Zend_Controller_Action is the base class for actions - essentially an Action represents something your application does (log in, list blog entries, launch an ICBM, order a pizza...), but is not directly responsible for actually doing it. The Action Controllers are pretty boring - they pull values out of forms and URLs, call a few methods on Model classes to actually perform the action and push the results out into the view. As has been said before, they're the 'glue' that holds Models and Views together.
A rough test to see if you're splitting things along the right lines is to envision a major change to your site. A visual redesign would almost entirely be handled in the Views. Moving all your URLs would change your Controllers. Converting from a web app to a GUI app would replace the views and controllers, but your model would still be mostly unchanged. If you rewrite your models, you have a whole new application.
There are several other questions on Stackoverflow that give an explanation of the MVC concept:
What are MVP and MVC and what is the difference?

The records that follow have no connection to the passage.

//! Service-level tests over the in-memory backend: the full shopper flow
//! (cart → coupon → checkout) and the failure paths the HTTP layer relies on.

use std::sync::Arc;

use chrono::{Duration, Utc};
use rust_decimal::Decimal;

use storefront_catalog::Product;
use storefront_core::{DomainError, UserId};
use storefront_coupons::Coupon;
use storefront_orders::OrderStatus;
use storefront_pricing::DiscountRule;

use storefront_users::Address;

use crate::services::{CartManager, CouponRedemption, OrderService};
use crate::store::memory::InMemoryStore;
use crate::store::{AddressStore, CatalogStore, CouponStore};

struct Services {
    store: InMemoryStore,
    carts: CartManager,
    redemption: CouponRedemption,
    orders: OrderService,
}

fn services() -> Services {
    let store = InMemoryStore::new();
    let shared = Arc::new(store.clone());
    Services {
        store,
        carts: CartManager::new(
            shared.clone(),
            shared.clone(),
            shared.clone(),
            shared.clone(),
        ),
        redemption: CouponRedemption::new(shared.clone()),
        orders: OrderService::new(shared.clone(), shared),
    }
}

fn dec(v: &str) -> Decimal {
    v.parse().unwrap()
}

async fn seed_product(store: &InMemoryStore, price: &str, stock: i64) -> Product {
    let product = Product::new("Widget", dec(price), stock).unwrap();
    store.insert_product(&product).await.unwrap();
    product
}

async fn seed_coupon(store: &InMemoryStore, code: &str, rule: DiscountRule) -> Coupon {
    let now = Utc::now();
    let coupon = Coupon::new(
        code,
        "Seeded",
        rule,
        None,
        now - Duration::days(1),
        now + Duration::days(1),
        None,
    )
    .unwrap();
    CouponStore::insert(store, &coupon).await.unwrap();
    coupon
}

#[tokio::test]
async fn cart_coupon_checkout_flow() {
    let svc = services();
    let product = seed_product(&svc.store, "100.00", 10).await;
    seed_coupon(&svc.store, "SAVE10", DiscountRule::percentage(dec("10"))).await;
    let user = UserId::new();

    let cart = svc.carts.add_item(user, product.id, 2).await.unwrap();
    assert_eq!(cart.subtotal(), dec("200.00"));

    let cart = svc.carts.apply_coupon(user, "SAVE10", Utc::now()).await.unwrap();
    assert_eq!(cart.discount(), dec("20.00"));
    assert_eq!(cart.total(), dec("180.00"));

    let order = svc.orders.checkout(user).await.unwrap();
    assert_eq!(order.total, dec("180.00"));
    assert_eq!(order.status, OrderStatus::Pending);
    assert!(order.order_number.starts_with("ORD"));

    // Stock was decremented and the cart is gone.
    let stored = svc.store.product(product.id).await.unwrap().unwrap();
    assert_eq!(stored.stock, 8);
    assert!(svc.carts.get(user).await.unwrap().is_none());

    // The order is in the user's history.
    let history = svc.orders.for_user(user).await.unwrap();
    assert_eq!(history.len(), 1);
    assert_eq!(history[0].id, order.id);
}

#[tokio::test]
async fn one_cart_per_user() {
    let svc = services();
    let user = UserId::new();

    let first = svc.carts.get_or_create(user).await.unwrap();
    let second = svc.carts.get_or_create(user).await.unwrap();
    assert_eq!(first.id_typed(), second.id_typed());
}

#[tokio::test]
async fn adding_unknown_product_is_not_found() {
    let svc = services();
    let err = svc
        .carts
        .add_item(UserId::new(), storefront_core::ProductId::new(), 1)
        .await
        .unwrap_err();
    assert!(matches!(err.as_domain(), Some(DomainError::NotFound(_))));
}

#[tokio::test]
async fn adding_beyond_stock_is_rejected() {
    let svc = services();
    let product = seed_product(&svc.store, "10.00", 3).await;

    let err = svc
        .carts
        .add_item(UserId::new(), product.id, 5)
        .await
        .unwrap_err();
    assert!(matches!(
        err.as_domain(),
        Some(DomainError::InsufficientStock)
    ));
}

#[tokio::test]
async fn update_item_rechecks_current_stock() {
    let svc = services();
    let mut product = seed_product(&svc.store, "10.00", 10).await;
    let user = UserId::new();

    let cart = svc.carts.add_item(user, product.id, 2).await.unwrap();
    let line_id = cart.lines()[0].id;

    // Stock shrank since the line was added.
    product.stock = 3;
    svc.store.update_product(&product).await.unwrap();

    let err = svc.carts.update_item(user, line_id, 5).await.unwrap_err();
    assert!(matches!(
        err.as_domain(),
        Some(DomainError::InsufficientStock)
    ));

    let cart = svc.carts.update_item(user, line_id, 3).await.unwrap();
    assert_eq!(cart.lines()[0].quantity, 3);
}

#[tokio::test]
async fn foreign_cart_line_reads_as_missing() {
    let svc = services();
    let product = seed_product(&svc.store, "10.00", 10).await;

    let owner = UserId::new();
    let cart = svc.carts.add_item(owner, product.id, 2).await.unwrap();
    let line_id = cart.lines()[0].id;

    // Another user probing the line id gets NotFound, not the owner's cart.
    let snoop = UserId::new();
    let err = svc.carts.update_item(snoop, line_id, 1).await.unwrap_err();
    assert!(matches!(err.as_domain(), Some(DomainError::NotFound(_))));
    let err = svc.carts.remove_item(snoop, line_id).await.unwrap_err();
    assert!(matches!(err.as_domain(), Some(DomainError::NotFound(_))));

    // The owner's line is untouched, and the owner can still mutate it.
    let cart = svc.carts.get(owner).await.unwrap().unwrap();
    assert_eq!(cart.lines()[0].quantity, 2);
    svc.carts.remove_item(owner, line_id).await.unwrap();
}

#[tokio::test]
async fn coupon_below_minimum_purchase_is_rejected() {
    let svc = services();
    let product = seed_product(&svc.store, "10.00", 10).await;

    let now = Utc::now();
    let coupon = Coupon::new(
        "BIG50",
        "Big spender",
        DiscountRule::percentage(dec("50")),
        Some(dec("100.00")),
        now - Duration::days(1),
        now + Duration::days(1),
        None,
    )
    .unwrap();
    CouponStore::insert(&svc.store, &coupon).await.unwrap();

    let user = UserId::new();
    svc.carts.add_item(user, product.id, 2).await.unwrap();

    let err = svc
        .carts
        .apply_coupon(user, "BIG50", Utc::now())
        .await
        .unwrap_err();
    assert!(matches!(
        err.as_domain(),
        Some(DomainError::MinimumPurchaseNotMet(_))
    ));
}

#[tokio::test]
async fn unknown_coupon_code_is_invalid() {
    let svc = services();
    let product = seed_product(&svc.store, "10.00", 10).await;
    let user = UserId::new();
    svc.carts.add_item(user, product.id, 1).await.unwrap();

    let err = svc
        .carts
        .apply_coupon(user, "NOPE", Utc::now())
        .await
        .unwrap_err();
    assert!(matches!(err.as_domain(), Some(DomainError::CouponInvalid)));
}

#[tokio::test]
async fn redeem_is_one_shot_per_user() {
    let svc = services();
    seed_coupon(
        &svc.store,
        "CAP15",
        DiscountRule::percentage(dec("50")).with_max_discount(dec("15")),
    )
    .await;
    let user = UserId::new();

    let quote = svc
        .redemption
        .redeem(user, "CAP15", dec("100.00"), Utc::now())
        .await
        .unwrap();
    assert_eq!(quote.discount, dec("15"));
    assert_eq!(quote.final_price, dec("85.00"));

    let err = svc
        .redemption
        .redeem(user, "CAP15", dec("100.00"), Utc::now())
        .await
        .unwrap_err();
    assert!(matches!(
        err.as_domain(),
        Some(DomainError::CouponAlreadyUsed)
    ));

    // A different user still gets through.
    svc.redemption
        .redeem(UserId::new(), "CAP15", dec("100.00"), Utc::now())
        .await
        .unwrap();
}

#[tokio::test]
async fn redeem_rejects_non_positive_amount_without_consuming_the_use() {
    let svc = services();
    seed_coupon(&svc.store, "SAVE10", DiscountRule::percentage(dec("10"))).await;
    let user = UserId::new();

    let err = svc
        .redemption
        .redeem(user, "SAVE10", dec("-100"), Utc::now())
        .await
        .unwrap_err();
    assert!(matches!(err.as_domain(), Some(DomainError::InvalidInput(_))));

    let err = svc
        .redemption
        .redeem(user, "SAVE10", Decimal::ZERO, Utc::now())
        .await
        .unwrap_err();
    assert!(matches!(err.as_domain(), Some(DomainError::InvalidInput(_))));

    // The failed attempts did not burn the user's one-shot use.
    let quote = svc
        .redemption
        .redeem(user, "SAVE10", dec("100.00"), Utc::now())
        .await
        .unwrap();
    assert_eq!(quote.final_price, dec("90.00"));
}

#[tokio::test]
async fn cart_address_must_exist_and_belong_to_the_user() {
    let svc = services();
    let product = seed_product(&svc.store, "10.00", 10).await;

    let user = UserId::new();
    svc.carts.add_item(user, product.id, 1).await.unwrap();

    // An id no store has ever seen.
    let err = svc
        .carts
        .set_address(user, Some(storefront_core::AddressId::new()))
        .await
        .unwrap_err();
    assert!(matches!(err.as_domain(), Some(DomainError::NotFound(_))));

    // Someone else's address is just as missing.
    let foreign = Address::new(
        UserId::new(),
        "Jordan Reyes",
        "12 Canal Road",
        "Lahore",
        "Punjab",
        "54000",
        "PK",
    )
    .unwrap();
    AddressStore::insert(&svc.store, &foreign).await.unwrap();
    let err = svc
        .carts
        .set_address(user, Some(foreign.id))
        .await
        .unwrap_err();
    assert!(matches!(err.as_domain(), Some(DomainError::NotFound(_))));

    // The user's own address sticks and flows into the order snapshot.
    let own = Address::new(
        user,
        "Jordan Reyes",
        "12 Canal Road",
        "Lahore",
        "Punjab",
        "54000",
        "PK",
    )
    .unwrap();
    AddressStore::insert(&svc.store, &own).await.unwrap();
    let cart = svc.carts.set_address(user, Some(own.id)).await.unwrap();
    assert_eq!(cart.address_id(), Some(own.id));

    let order = svc.orders.checkout(user).await.unwrap();
    assert_eq!(order.address_id, Some(own.id));
}

#[tokio::test]
async fn checkout_with_empty_cart_fails() {
    let svc = services();
    let user = UserId::new();
    svc.carts.get_or_create(user).await.unwrap();

    let err = svc.orders.checkout(user).await.unwrap_err();
    assert!(matches!(err.as_domain(), Some(DomainError::CartEmpty)));
}

#[tokio::test]
async fn checkout_without_a_cart_is_not_found() {
    let svc = services();
    let err = svc.orders.checkout(UserId::new()).await.unwrap_err();
    assert!(matches!(err.as_domain(), Some(DomainError::NotFound(_))));
}

#[tokio::test]
async fn contended_stock_lets_only_one_checkout_through() {
    let svc = services();
    let product = seed_product(&svc.store, "10.00", 3).await;

    let user_a = UserId::new();
    let user_b = UserId::new();
    svc.carts.add_item(user_a, product.id, 3).await.unwrap();
    svc.carts.add_item(user_b, product.id, 3).await.unwrap();

    svc.orders.checkout(user_a).await.unwrap();

    let err = svc.orders.checkout(user_b).await.unwrap_err();
    assert!(matches!(
        err.as_domain(),
        Some(DomainError::InsufficientStock)
    ));

    // The loser keeps their cart for a retry with a smaller quantity.
    assert!(svc.carts.get(user_b).await.unwrap().is_some());
    assert_eq!(svc.store.product(product.id).await.unwrap().unwrap().stock, 0);
}

#[tokio::test]
async fn order_status_moves_through_the_lifecycle() {
    let svc = services();
    let product = seed_product(&svc.store, "10.00", 5).await;
    let user = UserId::new();
    svc.carts.add_item(user, product.id, 1).await.unwrap();
    let order = svc.orders.checkout(user).await.unwrap();

    let order = svc
        .orders
        .update_status(order.id, OrderStatus::Processing)
        .await
        .unwrap();
    assert_eq!(order.status, OrderStatus::Processing);

    // Skipping straight to Delivered is rejected and nothing is persisted.
    let err = svc
        .orders
        .update_status(order.id, OrderStatus::Delivered)
        .await
        .unwrap_err();
    assert!(matches!(err.as_domain(), Some(DomainError::InvalidInput(_))));
    assert_eq!(
        svc.orders.get(order.id).await.unwrap().status,
        OrderStatus::Processing
    );
}

#[tokio::test]
async fn delete_cart_is_idempotent() {
    let svc = services();
    let user = UserId::new();
    svc.carts.get_or_create(user).await.unwrap();

    svc.carts.delete_cart(user).await.unwrap();
    svc.carts.delete_cart(user).await.unwrap();
    assert!(svc.carts.get(user).await.unwrap().is_none());
}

What is MVC (Model View Controller)?
A very good explanation of the concept can be found on Wikipedia:
Model-view-controller (MVC) is an
architectural pattern used in software
engineering. Successful use of the
pattern isolates business logic from
user interface considerations,
resulting in an application where it
is easier to modify either the visual
appearance of the application or the
underlying business rules without
affecting the other. In MVC, the model
represents the information (the data)
of the application; the view
corresponds to elements of the user
interface such as text, checkbox
items, and so forth; and the
controller manages the communication
of data and the business rules used to
manipulate the data to and from the
model.
In relation to Zend Framework:
models are generally presented by extensions of the Zend_Db_Table class
views are presented as *.phtml files in your defined scripts folder, which are handled by the Zend_View class.
controllers are defined by extensions of the Zend_Controller_Action class.
The Zend Framework has its own very nice Quick Start/Tutorial which especially introduces MVC.
Quote from there:
So what exactly is this MVC pattern
everyone keeps talking about, and why
should you care? MVC is much more than
just a three-letter acronym (TLA) that
you can whip out anytime you want to
sound smart; it has become something
of a standard in the design of modern
web applications. And for good reason.
Most web application code falls under
one of the following three categories:
presentation, business logic, and data
access. The MVC pattern models this
separation of concerns well. The end
result is that your presentation code
can be consolidated in one part of
your application with your business
logic in another and your data access
code in yet another. Many developers
have found this well-defined
separation indispensable for keeping
their code organized, especially when
more than one developer is working on
the same application.
In as few words as possible:
model is the db
view is what you see (the page)
controller is the glue (logic)
Your models know how to access tables containing your data; your views know how to display content; and your controllers glue it together (what view do I show? what model should I use?).